Acórdão do Supremo Tribunal de Justiça
Processo:
082706
Nº Convencional: JSTJ00017633
Relator: EDUARDO MARTINS
Descritores: ARGUIÇÃO DE NULIDADES
SUBROGAÇÃO
ASSEMBLEIA GERAL
RECUPERAÇÃO DE EMPRESA
Nº do Documento: SJ199212090827061
Data do Acordão: 12/09/1992
Votação: UNANIMIDADE
Tribunal Recurso: T REL PORTO
Processo no Tribunal Recurso: 50307/91
Data: 07/09/1991
Texto Integral: N
Privacidade: 1
Meio Processual: REVISTA.
Decisão: NEGADA A REVISTA.
Área Temática: DIR PROC CIV.
Legislação Nacional:
Sumário : I - A lei não impõe, a quem quer que seja, o dever de informar no processo a modificação relativamente aos créditos inicialmente aprovados.
II - Cabe às partes interessadas o poder de darem a conhecer no processo as alterações entretanto verificadas para serem tidas em conta se devida e oportunamente alegadas.
III - A lei não estabelece a quem compete tomar a iniciativa de informar, no processo de recuperação de empresa, o facto do pagamento e a consequente sub-rogação de terceiro, podendo isso ser feito por qualquer dos intervenientes nesse processo, e os mais directamente interessados serão a própria empresa, como titular do interesse na sua recuperação, bem como o terceiro sub-rogado nos direitos do credor já pago no todo ou em parte, dado o poder novo ou mais amplo em que ficou investido.
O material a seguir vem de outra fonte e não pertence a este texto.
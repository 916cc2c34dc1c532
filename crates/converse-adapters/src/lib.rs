//! Built-in tools for Converse: web search, page scraping, workspace files,
//! system information, command execution and the fact store.
//!
//! [`builtin_tools`] registers every tool the configuration enables into a
//! [`ToolRegistry`] and hands back the web search client, which also serves
//! as the retrieval engine's [`converse_agent::WebSearch`] collaborator.

pub mod browser;
pub mod filesystem;
pub mod html;
pub mod memory_tools;
pub mod system;
pub mod web_search;

use std::sync::Arc;

use converse_agent::{AppConfig, Tool, ToolError, ToolRegistry};
use converse_store::MemoryStore;

pub use browser::ScrapeUrlTool;
pub use filesystem::{ListDirTool, ReadFileTool, Workspace, WriteFileTool};
pub use memory_tools::{GetFactTool, SetFactTool};
pub use system::{Blocklist, ExecuteCommandTool, SystemInfoTool};
pub use web_search::WebSearchTool;

/// Owner used by the fact tools when a plan does not name one.
pub const DEFAULT_FACT_OWNER: &str = "default";

/// The registry of enabled tools plus the shared search client.
pub struct Builtins {
    pub registry: ToolRegistry,
    pub search: Arc<WebSearchTool>,
}

/// Build every enabled built-in tool.
///
/// Disabled tools (`[tools.enabled]`) are left out of the registry entirely;
/// plan-tier filtering happens later, per request.
pub fn builtin_tools(config: &AppConfig, store: Arc<dyn MemoryStore>) -> Result<Builtins, ToolError> {
    let search = Arc::new(WebSearchTool::from_env()?);
    let workspace = Arc::new(Workspace::new(&config.tools.workspace_root).map_err(|e| {
        ToolError::Registration {
            tool: "files.*".into(),
            reason: format!(
                "cannot open workspace {}: {e}",
                config.tools.workspace_root.display()
            ),
        }
    })?);

    let candidates: Vec<Arc<dyn Tool>> = vec![
        search.clone(),
        Arc::new(ScrapeUrlTool::new()?),
        Arc::new(ReadFileTool::new(Arc::clone(&workspace))),
        Arc::new(WriteFileTool::new(Arc::clone(&workspace))),
        Arc::new(ListDirTool::new(Arc::clone(&workspace))),
        Arc::new(SystemInfoTool::new()),
        Arc::new(ExecuteCommandTool::new(workspace.root(), config.tool_timeout())?),
        Arc::new(SetFactTool::new(Arc::clone(&store), DEFAULT_FACT_OWNER)),
        Arc::new(GetFactTool::new(store, DEFAULT_FACT_OWNER)),
    ];

    let mut registry = ToolRegistry::new();
    for tool in candidates {
        if !config.tool_enabled(tool.name()) {
            tracing::info!(tool = tool.name(), "tool disabled by configuration");
            continue;
        }
        registry.register(tool)?;
    }
    tracing::info!(
        tools = registry.len(),
        search_engine = search.engine(),
        "built-in tools registered"
    );

    Ok(Builtins { registry, search })
}
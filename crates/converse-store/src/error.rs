//! Error types for the converse-store crate.
//!
//! Every storage operation returns [`StoreError`] through [`StoreResult`].

use thiserror::Error;

/// Alias for `Result<T, StoreError>`.
pub type StoreResult<T> = Result<T, StoreError>;

/// Errors raised by the memory store.
#[derive(Debug, Error)]
pub enum StoreError {
    /// SQLite operation failed.
    #[error("sqlite error: {0}")]
    Sqlite(#[from] rusqlite::Error),

    /// JSON serialization or deserialization failed.
    #[error("json error: {0}")]
    Json(#[from] serde_json::Error),

    /// A schema migration failed.
    #[error("migration v{version} failed: {message}")]
    Migration { version: u32, message: String },

    /// The requested record was not found.
    #[error("{entity} not found: {id}")]
    NotFound { entity: &'static str, id: String },

    /// An invalid argument was provided to a store operation.
    #[error("invalid argument: {0}")]
    InvalidArgument(String),

    /// An embedding could not be produced or has the wrong shape.
    #[error("embedding error: {0}")]
    Embedding(String),

    /// A blocking task was cancelled or panicked.
    #[error("background task failed: {0}")]
    TaskJoin(String),
}

impl From<tokio::task::JoinError> for StoreError {
    fn from(err: tokio::task::JoinError) -> Self {
        Self::TaskJoin(err.to_string())
    }
}

impl StoreError {
    /// Shorthand for a [`StoreError::NotFound`] with a displayable id.
    pub fn not_found(entity: &'static str, id: impl std::fmt::Display) -> Self {
        Self::NotFound {
            entity,
            id: id.to_string(),
        }
    }
}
IV - A falta de informação traduz uma omissão imputável aos intervenientes no processo, sem qualquer relação com o formalismo desse mesmo processo, susceptivel em princípio, de influenciar o resultado dos vistos da assembleia de credores, mas não de provocar a anulação de qualquer acto processual.